#### Problem description:
All that is needed is every line of the listing below that has "Result".

#### Data section:
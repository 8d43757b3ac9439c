//! Subscription blob: shareable `vmess://` URLs for every reachable
//! (endpoint, network) pair, base64-encoded as one newline-joined list.

use base64::engine::{general_purpose::STANDARD, Engine as _};
use serde::{Deserialize, Serialize};

use crate::config::{Network, User, QUERY_PATH};
use crate::descriptor::Endpoint;

/// The JSON payload of a `vmess://` URL. All fields are strings per the
/// de-facto subscription format; field order fixes the emitted JSON.
#[derive(Debug, Clone, Default, Deserialize, Serialize, PartialEq)]
#[serde(default)]
pub struct VmessUrl {
    #[serde(skip_serializing_if = "String::is_empty")]
    pub v: String,
    #[serde(skip_serializing_if = "String::is_empty")]
    pub add: String,
    #[serde(skip_serializing_if = "String::is_empty")]
    pub port: String,
    #[serde(skip_serializing_if = "String::is_empty")]
    pub ps: String,
    #[serde(skip_serializing_if = "Option::is_none")]
    pub net: Option<Network>,
    #[serde(skip_serializing_if = "String::is_empty")]
    pub id: String,
    #[serde(skip_serializing_if = "String::is_empty")]
    pub aid: String,
    #[serde(skip_serializing_if = "String::is_empty")]
    pub tls: String,
    #[serde(skip_serializing_if = "String::is_empty")]
    pub host: String,
    #[serde(rename = "type", skip_serializing_if = "String::is_empty")]
    pub url_type: String,
    #[serde(skip_serializing_if = "String::is_empty")]
    pub path: String,
}

impl VmessUrl {
    /// Serializes the payload and wraps it as `vmess://<base64 json>`.
    pub fn encode(&self) -> std::io::Result<String> {
        let json = serde_json::to_string(self).map_err(std::io::Error::other)?;
        Ok(format!("vmess://{}", STANDARD.encode(json)))
    }
}

fn create_url(endpoint: &Endpoint, network: Network, user: &User) -> VmessUrl {
    VmessUrl {
        v: "2".to_string(),
        add: endpoint.ip.clone(),
        port: endpoint.port_for(network).to_string(),
        ps: endpoint.label().to_string(),
        net: Some(network),
        id: user.id.clone(),
        aid: user.alter_id.to_string(),
        tls: "tls".to_string(),
        url_type: "none".to_string(),
        path: QUERY_PATH.to_string(),
        ..Default::default()
    }
}

/// Builds the subscription blob: one URL per (endpoint, network) pair,
/// newline-joined and base64-encoded.
pub fn subscription(
    endpoints: &[Endpoint],
    networks: &[Network],
    user: &User,
) -> std::io::Result<String> {
    let mut urls = Vec::with_capacity(endpoints.len() * networks.len());
    for endpoint in endpoints {
        for &network in networks {
            urls.push(create_url(endpoint, network, user).encode()?);
        }
    }
    Ok(STANDARD.encode(urls.join("\n")))
}

#[cfg(test)]
mod tests {
    use super::*;

    fn test_user() -> User {
        User {
            id: "b2a40065-715c-4eca-a691-6c7b10f4c45e".to_string(),
            level: 1,
            alter_id: 64,
            security: "auto".to_string(),
        }
    }

    fn test_endpoints() -> Vec<Endpoint> {
        vec![
            Endpoint {
                ip: "relay.example.com".to_string(),
                location: "us".to_string(),
                ..Default::default()
            },
            Endpoint {
                ip: "10.0.0.2".to_string(),
                ..Default::default()
            },
        ]
    }

    fn decode_urls(blob: &str) -> Vec<VmessUrl> {
        let joined = STANDARD.decode(blob).unwrap();
        String::from_utf8(joined)
            .unwrap()
            .lines()
            .map(|line| {
                let payload = line.strip_prefix("vmess://").expect("vmess:// prefix");
                let json = STANDARD.decode(payload).unwrap();
                serde_json::from_slice(&json).unwrap()
            })
            .collect()
    }

    #[test]
    fn test_one_url_per_endpoint_and_network() {
        let networks = [Network::Ws, Network::Kcp];
        let blob = subscription(&test_endpoints(), &networks, &test_user()).unwrap();
        let urls = decode_urls(&blob);
        assert_eq!(urls.len(), 4);

        let mut pairs: Vec<(String, Network)> = urls
            .iter()
            .map(|u| (u.add.clone(), u.net.unwrap()))
            .collect();
        pairs.sort();
        let mut expected = vec![
            ("relay.example.com".to_string(), Network::Ws),
            ("relay.example.com".to_string(), Network::Kcp),
            ("10.0.0.2".to_string(), Network::Ws),
            ("10.0.0.2".to_string(), Network::Kcp),
        ];
        expected.sort();
        assert_eq!(pairs, expected);
    }

    #[test]
    fn test_url_fields() {
        let user = test_user();
        let blob = subscription(&test_endpoints(), &[Network::Ws], &user).unwrap();
        let urls = decode_urls(&blob);
        let url = &urls[0];
        assert_eq!(url.v, "2");
        assert_eq!(url.id, user.id);
        assert_eq!(url.aid, "64");
        assert_eq!(url.port, "443");
        assert_eq!(url.tls, "tls");
        assert_eq!(url.url_type, "none");
        assert_eq!(url.path, "/test");
        assert_eq!(urls[0].ps, "us");
        // ps falls back to the address when no location is set.
        assert_eq!(urls[1].ps, "10.0.0.2");
    }

    #[test]
    fn test_url_port_override() {
        let mut endpoints = test_endpoints();
        endpoints[0].ports.insert(Network::Ws, 8443);
        let blob = subscription(&endpoints, &[Network::Ws], &test_user()).unwrap();
        let urls = decode_urls(&blob);
        assert_eq!(urls[0].port, "8443");
        assert_eq!(urls[1].port, "443");
    }

    #[test]
    fn test_empty_endpoints_give_empty_blob() {
        let blob = subscription(&[], &[Network::Ws], &test_user()).unwrap();
        assert_eq!(STANDARD.decode(blob).unwrap(), b"");
    }
}
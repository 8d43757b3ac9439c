//! Shared document pieces (log, policy, user) and serde skip helpers.
//!
//! The external tool's encoder omits zero-valued fields, so the serialize
//! attributes here mirror that with `skip_serializing_if`.

use serde::{Deserialize, Serialize};

pub fn is_false(b: &bool) -> bool {
    !*b
}

pub fn is_zero_u16(n: &u16) -> bool {
    *n == 0
}

pub fn is_zero_u32(n: &u32) -> bool {
    *n == 0
}

#[derive(Debug, Clone, Default, Deserialize, Serialize, PartialEq)]
#[serde(default)]
pub struct Log {
    pub access: String,
    pub error: String,
    pub loglevel: String,
}

/// Present in the schema as an always-empty object.
#[derive(Debug, Clone, Default, Deserialize, Serialize, PartialEq)]
pub struct States {}

#[derive(Debug, Clone, Default, Deserialize, Serialize, PartialEq)]
#[serde(default)]
pub struct Policy {
    pub system: SystemPolicy,
}

#[derive(Debug, Clone, Default, Deserialize, Serialize, PartialEq)]
#[serde(rename_all = "camelCase", default)]
pub struct SystemPolicy {
    #[serde(skip_serializing_if = "is_false")]
    pub stats_inbound_uplink: bool,
    #[serde(skip_serializing_if = "is_false")]
    pub stats_inbound_downlink: bool,
}

#[derive(Debug, Clone, Default, Deserialize, Serialize, PartialEq)]
#[serde(default)]
pub struct User {
    #[serde(skip_serializing_if = "String::is_empty")]
    pub id: String,
    #[serde(skip_serializing_if = "is_zero_u32")]
    pub level: u32,
    #[serde(rename = "alterId", skip_serializing_if = "is_zero_u32")]
    pub alter_id: u32,
    #[serde(skip_serializing_if = "String::is_empty")]
    pub security: String,
}

#[cfg(test)]
mod tests {
    use super::*;

    #[test]
    fn test_user_skips_zero_fields() {
        let user = User {
            id: "abc".to_string(),
            ..Default::default()
        };
        assert_eq!(serde_json::to_string(&user).unwrap(), r#"{"id":"abc"}"#);
    }

    #[test]
    fn test_user_full_field_names() {
        let user = User {
            id: "abc".to_string(),
            level: 1,
            alter_id: 64,
            security: "auto".to_string(),
        };
        assert_eq!(
            serde_json::to_string(&user).unwrap(),
            r#"{"id":"abc","level":1,"alterId":64,"security":"auto"}"#
        );
    }
}
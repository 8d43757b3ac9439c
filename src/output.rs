//! Writes the three generated artifacts under the output directory.

use std::path::Path;

use log::debug;

use crate::config::Config;

pub const SERVER_CONFIG_FILE: &str = "config-server.json";
pub const TUNNEL_CONFIG_FILE: &str = "config-tunnel.json";
pub const SUBSCRIPTION_FILE: &str = "subscribe.txt";

/// Creates the output directory and writes both config documents (pretty
/// JSON, two-space indent) plus the subscription blob.
pub fn write_artifacts(
    out_dir: &str,
    server: &Config,
    tunnel: &Config,
    subscription: &str,
) -> std::io::Result<()> {
    std::fs::create_dir_all(out_dir).map_err(|e| {
        std::io::Error::new(
            e.kind(),
            format!("Could not create output directory {out_dir}: {e}"),
        )
    })?;

    write_json(&Path::new(out_dir).join(SERVER_CONFIG_FILE), server)?;
    write_json(&Path::new(out_dir).join(TUNNEL_CONFIG_FILE), tunnel)?;

    let subscription_path = Path::new(out_dir).join(SUBSCRIPTION_FILE);
    std::fs::write(&subscription_path, subscription).map_err(|e| {
        std::io::Error::new(
            e.kind(),
            format!("Could not write {}: {e}", subscription_path.display()),
        )
    })?;
    debug!("wrote {}", subscription_path.display());

    Ok(())
}

fn write_json(path: &Path, config: &Config) -> std::io::Result<()> {
    let json = serde_json::to_vec_pretty(config).map_err(std::io::Error::other)?;
    std::fs::write(path, json).map_err(|e| {
        std::io::Error::new(e.kind(), format!("Could not write {}: {e}", path.display()))
    })?;
    debug!("wrote {}", path.display());
    Ok(())
}
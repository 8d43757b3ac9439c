//! Configuration generation for the external proxy tool.
//!
//! This module provides:
//! - [`types`]: serde records mirroring the tool's JSON schema
//! - [`generate`]: template filling that populates them
//!
//! The main entry points are:
//! - [`server_config`]: build the server-side document
//! - [`tunnel_config`]: build the client/tunnel-side document

mod generate;
mod types;

pub use generate::{
    http_stream, kcp_stream, server_config, stream_for, tunnel_config, vmess_inbound, ws_stream,
    DEFAULT_LISTENERS, QUERY_PATH,
};
pub use types::*;
//! Configuration types mirroring the external tool's JSON schema.
//!
//! Organized into submodules by concern:
//!
//! - [`common`]: log/policy/user records and serde skip helpers
//! - [`network`]: transport network identifiers and tag derivation
//! - [`stream`]: transport-layer stream settings
//! - [`inbound`]: local listener entries
//! - [`outbound`]: egress target entries
//! - [`routing`]: routing rules and balancer groups
//! - [`document`]: the top-level document tying the sections together
//!
//! These are pure data transfer records; the template-filling logic that
//! populates them lives in [`super::generate`].

pub mod common;
pub mod document;
pub mod inbound;
pub mod network;
pub mod outbound;
pub mod routing;
pub mod stream;

pub use common::{Log, Policy, States, SystemPolicy, User};
pub use document::Config;
pub use inbound::{Inbound, InboundSettings, SniffingSettings};
pub use network::{vmess_tag, Network};
pub use outbound::{Outbound, OutboundSettings, Vnext};
pub use routing::{Routing, RoutingBalancer, RoutingRule};
pub use stream::{HttpSettings, KcpSettings, StreamConfig, TlsSettings, WsSettings};
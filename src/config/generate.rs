//! Template filling: turns a user and a set of endpoints into complete
//! server-side and tunnel-side configuration documents.

use serde_json::json;

use crate::descriptor::Endpoint;

use super::types::{
    vmess_tag, Config, HttpSettings, Inbound, InboundSettings, KcpSettings, Log, Network, Outbound,
    OutboundSettings, Policy, Routing, RoutingBalancer, RoutingRule, SniffingSettings,
    StreamConfig, SystemPolicy, TlsSettings, User, Vnext, WsSettings,
};

/// Obfuscation path shared by the http and ws transports.
pub const QUERY_PATH: &str = "/test";

/// Default local listeners: one vmess inbound per (network, port) entry.
pub const DEFAULT_LISTENERS: &[(Network, u16)] = &[(Network::Ws, 22000)];

const LOCAL_HTTP_PORT: u16 = 1087;

pub fn http_stream() -> StreamConfig {
    StreamConfig {
        network: Some(Network::Http),
        security: "tls".to_string(),
        http_settings: Some(HttpSettings {
            path: QUERY_PATH.to_string(),
            ..Default::default()
        }),
        tls_settings: Some(TlsSettings {
            allow_insecure: true,
        }),
        ..Default::default()
    }
}

pub fn ws_stream() -> StreamConfig {
    StreamConfig {
        network: Some(Network::Ws),
        ws_settings: Some(WsSettings {
            path: QUERY_PATH.to_string(),
            ..Default::default()
        }),
        ..Default::default()
    }
}

pub fn kcp_stream() -> StreamConfig {
    StreamConfig {
        network: Some(Network::Kcp),
        kcp_settings: Some(KcpSettings {
            mtu: 1350,
            tti: 20,
            uplink_capacity: 20,
            downlink_capacity: 100,
            congestion: true,
            read_buffer_size: 2,
            write_buffer_size: 2,
            header: json!({"type": "wechat-video"}),
        }),
        ..Default::default()
    }
}

/// Stream settings for the given network.
pub fn stream_for(network: Network) -> StreamConfig {
    match network {
        Network::Http => http_stream(),
        Network::Ws => ws_stream(),
        Network::Kcp => kcp_stream(),
        Network::Tcp => StreamConfig {
            network: Some(Network::Tcp),
            ..Default::default()
        },
    }
}

/// A loopback vmess listener tagged `vmess-<network>-all`. The client list
/// is installed later by [`Config::fill_in`].
pub fn vmess_inbound(port: u16, network: Network) -> Inbound {
    Inbound {
        listen: "127.0.0.1".to_string(),
        tag: vmess_tag(network, &["all"]),
        port,
        protocol: "vmess".to_string(),
        stream_settings: stream_for(network),
        ..Default::default()
    }
}

/// A vmess outbound for one (endpoint, network) pair, tagged
/// `vmess-<network>-<location>-<index>`.
fn vmess_outbound(location: &str, index: usize, network: Network, vnext: Vnext) -> Outbound {
    Outbound {
        tag: vmess_tag(network, &[location, &index.to_string()]),
        protocol: "vmess".to_string(),
        settings: OutboundSettings { vnext: vec![vnext] },
        stream_settings: stream_for(network),
    }
}

/// Per-location routing: a balancer over `vmess-<network>-<location>-*`
/// outbounds and a geoip rule directing matching traffic to it.
fn location_routing(network: Network, location: &str) -> (RoutingBalancer, RoutingRule) {
    let prefix = vmess_tag(network, &[location, ""]);
    let balancer = RoutingBalancer {
        tag: format!("{prefix}all"),
        selector: vec![prefix.clone()],
    };
    let rule = RoutingRule {
        ip: vec![format!("geoip:{location}")],
        network: Some(network),
        balancer_tag: format!("{prefix}all"),
        ..RoutingRule::field()
    };
    (balancer, rule)
}

impl Config {
    /// The fixed skeleton every generated document starts from: log paths,
    /// stats policy, the `blocked` and `freedom` terminal outbounds, and the
    /// baseline private-range and ad-blocking rules.
    pub fn standard() -> Config {
        Config {
            log: Log {
                access: "/var/log/v2ray/access.log".to_string(),
                error: "/var/log/v2ray/error.log".to_string(),
                loglevel: "warning".to_string(),
            },
            policy: Policy {
                system: SystemPolicy {
                    stats_inbound_uplink: true,
                    stats_inbound_downlink: true,
                },
            },
            outbounds: vec![
                Outbound {
                    tag: "blocked".to_string(),
                    protocol: "blackhole".to_string(),
                    ..Default::default()
                },
                Outbound {
                    tag: "freedom".to_string(),
                    protocol: "freedom".to_string(),
                    ..Default::default()
                },
            ],
            routing: Routing {
                rules: vec![
                    RoutingRule {
                        ip: vec!["geoip:private".to_string()],
                        outbound_tag: "blocked".to_string(),
                        ..RoutingRule::field()
                    },
                    RoutingRule {
                        domain: vec!["geosite:category-ads-all".to_string()],
                        outbound_tag: "blocked".to_string(),
                        ..RoutingRule::field()
                    },
                ],
                balancers: vec![],
            },
            ..Default::default()
        }
    }

    /// Distinct networks declared among vmess inbounds, in first-seen order.
    pub fn inbound_vmess_networks(&self) -> Vec<Network> {
        let mut networks = Vec::new();
        for inbound in &self.inbounds {
            if inbound.protocol != "vmess" {
                continue;
            }
            if let Some(network) = inbound.stream_settings.network {
                if !networks.contains(&network) {
                    networks.push(network);
                }
            }
        }
        networks
    }

    /// Finishes a document: installs the user on every vmess inbound,
    /// enables sniffing on http listeners, and appends the catch-all
    /// per-network rule and balancer pair.
    pub fn fill_in(&mut self, user: &User) {
        for inbound in &mut self.inbounds {
            if inbound.protocol != "vmess" {
                continue;
            }
            inbound.settings = InboundSettings {
                clients: vec![user.clone()],
                disable_insecure_encryption: true,
            };
            if inbound.stream_settings.network == Some(Network::Http) && inbound.sniffing.is_none()
            {
                inbound.sniffing = Some(SniffingSettings {
                    enable: true,
                    dest_override: vec!["http".to_string(), "tls".to_string()],
                });
            }
        }

        for network in self.inbound_vmess_networks() {
            let name = vmess_tag(network, &["all"]);
            let selector = vmess_tag(network, &[""]);
            self.routing.rules.push(RoutingRule {
                inbound_tag: vec![name.clone()],
                balancer_tag: name.clone(),
                ..RoutingRule::field()
            });
            self.routing.balancers.push(RoutingBalancer {
                tag: name,
                selector: vec![selector],
            });
        }
    }

    /// Adds a plain http listener on the loopback for local clients, routed
    /// through the tcp balancer group.
    // Only meaningful for documents that declare a tcp listener.
    #[allow(dead_code)]
    pub fn append_local_http_rule(&mut self) {
        self.inbounds.push(Inbound {
            tag: "localIn".to_string(),
            listen: "127.0.0.1".to_string(),
            port: LOCAL_HTTP_PORT,
            protocol: "http".to_string(),
            ..Default::default()
        });
        self.routing.rules.push(RoutingRule {
            inbound_tag: vec!["localIn".to_string()],
            balancer_tag: vmess_tag(Network::Tcp, &["all"]),
            ..RoutingRule::field()
        });
    }
}

/// Builds the server-side document: the declared listeners plus one
/// `freedom` outbound per distinct listener network.
pub fn server_config(listeners: &[(Network, u16)], user: &User) -> Config {
    let mut config = Config::standard();
    for &(network, port) in listeners {
        config.inbounds.push(vmess_inbound(port, network));
    }
    for network in config.inbound_vmess_networks() {
        config.outbounds.push(Outbound {
            tag: vmess_tag(network, &["all"]),
            protocol: "freedom".to_string(),
            ..Default::default()
        });
    }
    config.fill_in(user);
    config
}

/// Builds the tunnel-side document: the declared listeners, one vmess
/// outbound per (endpoint, listener network), domestic-traffic bypass rules,
/// and one balancer/rule pair per distinct (location, network).
pub fn tunnel_config(listeners: &[(Network, u16)], endpoints: &[Endpoint], user: &User) -> Config {
    let mut config = Config::standard();
    for &(network, port) in listeners {
        config.inbounds.push(vmess_inbound(port, network));
    }

    let networks = config.inbound_vmess_networks();
    let mut locations: Vec<String> = Vec::new();

    for (index, endpoint) in endpoints.iter().enumerate() {
        if !locations.contains(&endpoint.location) {
            locations.push(endpoint.location.clone());
        }
        for &network in &networks {
            let vnext = Vnext {
                address: endpoint.ip.clone(),
                port: endpoint.port_for(network),
                users: vec![user.clone()],
            };
            config
                .outbounds
                .push(vmess_outbound(&endpoint.location, index, network, vnext));
        }
    }

    config.routing.rules.push(RoutingRule {
        ip: vec!["geoip:cn".to_string()],
        outbound_tag: "freedom".to_string(),
        ..RoutingRule::field()
    });
    config.routing.rules.push(RoutingRule {
        domain: vec!["geosite:cn".to_string()],
        outbound_tag: "freedom".to_string(),
        ..RoutingRule::field()
    });

    for location in &locations {
        for &network in &networks {
            let (balancer, rule) = location_routing(network, location);
            config.routing.balancers.push(balancer);
            config.routing.rules.push(rule);
        }
    }

    config.fill_in(user);
    config
}
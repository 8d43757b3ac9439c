//! Inbound listener configuration types.

use serde::{Deserialize, Serialize};

use super::common::{is_false, is_zero_u16, User};
use super::stream::StreamConfig;

#[derive(Debug, Clone, Default, Deserialize, Serialize, PartialEq)]
#[serde(rename_all = "camelCase", default)]
pub struct Inbound {
    #[serde(skip_serializing_if = "String::is_empty")]
    pub listen: String,
    #[serde(skip_serializing_if = "String::is_empty")]
    pub protocol: String,
    #[serde(skip_serializing_if = "is_zero_u16")]
    pub port: u16,
    #[serde(skip_serializing_if = "String::is_empty")]
    pub tag: String,
    #[serde(skip_serializing_if = "Option::is_none")]
    pub sniffing: Option<SniffingSettings>,
    pub settings: InboundSettings,
    pub stream_settings: StreamConfig,
}

#[derive(Debug, Clone, Default, Deserialize, Serialize, PartialEq)]
#[serde(rename_all = "camelCase", default)]
pub struct SniffingSettings {
    #[serde(skip_serializing_if = "is_false")]
    pub enable: bool,
    #[serde(skip_serializing_if = "Vec::is_empty")]
    pub dest_override: Vec<String>,
}

#[derive(Debug, Clone, Default, Deserialize, Serialize, PartialEq)]
#[serde(rename_all = "camelCase", default)]
pub struct InboundSettings {
    #[serde(skip_serializing_if = "Vec::is_empty")]
    pub clients: Vec<User>,
    #[serde(skip_serializing_if = "is_false")]
    pub disable_insecure_encryption: bool,
}
//! Skip monitor state machine
//!
//! Watches the playback position of one session and decides when to
//! seek past the intro or the ending. Each segment has an independent
//! one-way rule: armed until it fires once, then permanently inert for
//! the session, even if the position re-enters the range afterwards.
//!
//! The monitor is purely reactive. It performs no polling and holds no
//! clock; it only answers "given this position, what seeks are due".

use vskip_common::{SegmentKind, SegmentSet};

/// A seek the monitor wants issued
#[derive(Debug, Clone, Copy, PartialEq)]
pub struct Seek {
    /// Which segment fired
    pub kind: SegmentKind,
    /// Position update that triggered the rule
    pub from: f64,
    /// Absolute seek target (the segment's end)
    pub to: f64,
}

/// Per-session skip state machine
///
/// **Design:**
/// - Two flags, one per segment kind, each `Armed -> Fired` one-way
/// - Open interval bounds: a position exactly on a boundary never fires
/// - Intro rule evaluated before the ending rule on every update; both
///   may fire on the same update when the ranges overlap
#[derive(Debug, Clone)]
pub struct SkipMonitor {
    segments: SegmentSet,
    intro_fired: bool,
    ending_fired: bool,
}

impl SkipMonitor {
    /// Create a monitor with both rules armed
    pub fn new(segments: SegmentSet) -> Self {
        Self {
            segments,
            intro_fired: false,
            ending_fired: false,
        }
    }

    /// The segment set this monitor was armed with
    pub fn segments(&self) -> &SegmentSet {
        &self.segments
    }

    /// Whether a segment's rule has already fired
    pub fn has_fired(&self, kind: SegmentKind) -> bool {
        match kind {
            SegmentKind::Intro => self.intro_fired,
            SegmentKind::Ending => self.ending_fired,
        }
    }

    /// Evaluate both rules against a position update
    ///
    /// Returns the seeks due for this update, intro first. At most one
    /// seek per segment per session; callers issue them in order.
    pub fn on_position(&mut self, position: f64) -> Vec<Seek> {
        let mut seeks = Vec::new();

        if !self.intro_fired
            && position > self.segments.intro_start
            && position < self.segments.intro_end
        {
            self.intro_fired = true;
            seeks.push(Seek {
                kind: SegmentKind::Intro,
                from: position,
                to: self.segments.intro_end,
            });
        }

        if !self.ending_fired
            && position > self.segments.ending_start
            && position < self.segments.ending_end
        {
            self.ending_fired = true;
            seeks.push(Seek {
                kind: SegmentKind::Ending,
                from: position,
                to: self.segments.ending_end,
            });
        }

        seeks
    }
}

#[cfg(test)]
mod tests {
    use super::*;

    fn segments_24_min() -> SegmentSet {
        SegmentSet {
            intro_start: 0.0,
            intro_end: 90.0,
            ending_start: 1296.0,
            ending_end: 1440.0,
        }
    }

    #[test]
    fn test_intro_fires_once_despite_many_updates() {
        let mut monitor = SkipMonitor::new(segments_24_min());

        let mut seeks = Vec::new();
        // Dozens of updates inside the open intro interval
        for i in 1..60 {
            seeks.extend(monitor.on_position(i as f64));
        }

        assert_eq!(seeks.len(), 1);
        assert_eq!(seeks[0].kind, SegmentKind::Intro);
        assert_eq!(seeks[0].from, 1.0);
        assert_eq!(seeks[0].to, 90.0);
        assert!(monitor.has_fired(SegmentKind::Intro));
        assert!(!monitor.has_fired(SegmentKind::Ending));
    }

    #[test]
    fn test_boundary_positions_never_fire() {
        let mut monitor = SkipMonitor::new(segments_24_min());

        assert!(monitor.on_position(0.0).is_empty()); // == intro_start
        assert!(monitor.on_position(90.0).is_empty()); // == intro_end
        assert!(monitor.on_position(1296.0).is_empty()); // == ending_start
        assert!(monitor.on_position(1440.0).is_empty()); // == ending_end

        assert!(!monitor.has_fired(SegmentKind::Intro));
        assert!(!monitor.has_fired(SegmentKind::Ending));
    }

    #[test]
    fn test_reentry_after_firing_is_inert() {
        let mut monitor = SkipMonitor::new(segments_24_min());

        assert_eq!(monitor.on_position(45.0).len(), 1);

        // Player buffering replays part of the intro range
        assert!(monitor.on_position(46.0).is_empty());
        assert!(monitor.on_position(10.0).is_empty());
        assert!(monitor.on_position(89.9).is_empty());
    }

    #[test]
    fn test_ending_fires_independently() {
        let mut monitor = SkipMonitor::new(segments_24_min());

        let seeks = monitor.on_position(1297.0);
        assert_eq!(seeks.len(), 1);
        assert_eq!(seeks[0].kind, SegmentKind::Ending);
        assert_eq!(seeks[0].to, 1440.0);

        // Intro is still armed; ending is now inert
        assert!(monitor.on_position(1350.0).is_empty());
        let seeks = monitor.on_position(45.0);
        assert_eq!(seeks.len(), 1);
        assert_eq!(seeks[0].kind, SegmentKind::Intro);
    }

    #[test]
    fn test_positions_outside_all_ranges() {
        let mut monitor = SkipMonitor::new(segments_24_min());

        assert!(monitor.on_position(200.0).is_empty());
        assert!(monitor.on_position(1000.0).is_empty());
        assert!(monitor.on_position(2000.0).is_empty());
    }

    #[test]
    fn test_full_episode_position_stream() {
        // Runtime 24 min, positions [0, 45, 91, 1200, 1297, 1350, 1440]:
        // exactly two seeks, to 90 (at t=45) and to 1440 (at t=1297).
        let mut monitor = SkipMonitor::new(segments_24_min());

        let mut seeks = Vec::new();
        for position in [0.0, 45.0, 91.0, 1200.0, 1297.0, 1350.0, 1440.0] {
            seeks.extend(monitor.on_position(position));
        }

        assert_eq!(
            seeks,
            vec![
                Seek {
                    kind: SegmentKind::Intro,
                    from: 45.0,
                    to: 90.0,
                },
                Seek {
                    kind: SegmentKind::Ending,
                    from: 1297.0,
                    to: 1440.0,
                },
            ]
        );
    }

    #[test]
    fn test_overlapping_ranges_fire_both_in_one_update() {
        // Pathologically short runtime: both open intervals contain 88.
        // No mutual-exclusion special case; intro is reported first.
        let overlapping = SegmentSet {
            intro_start: 0.0,
            intro_end: 90.0,
            ending_start: 86.0,
            ending_end: 96.0,
        };
        let mut monitor = SkipMonitor::new(overlapping);

        let seeks = monitor.on_position(88.0);
        assert_eq!(seeks.len(), 2);
        assert_eq!(seeks[0].kind, SegmentKind::Intro);
        assert_eq!(seeks[1].kind, SegmentKind::Ending);
    }
}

#### Answer section:
    pub fn encode(&self) -> std::io::Result<String> {
) -> std::io::Result<String> {
) -> std::io::Result<()> {
fn write_json(path: &Path, config: &Config) -> std::io::Result<()> {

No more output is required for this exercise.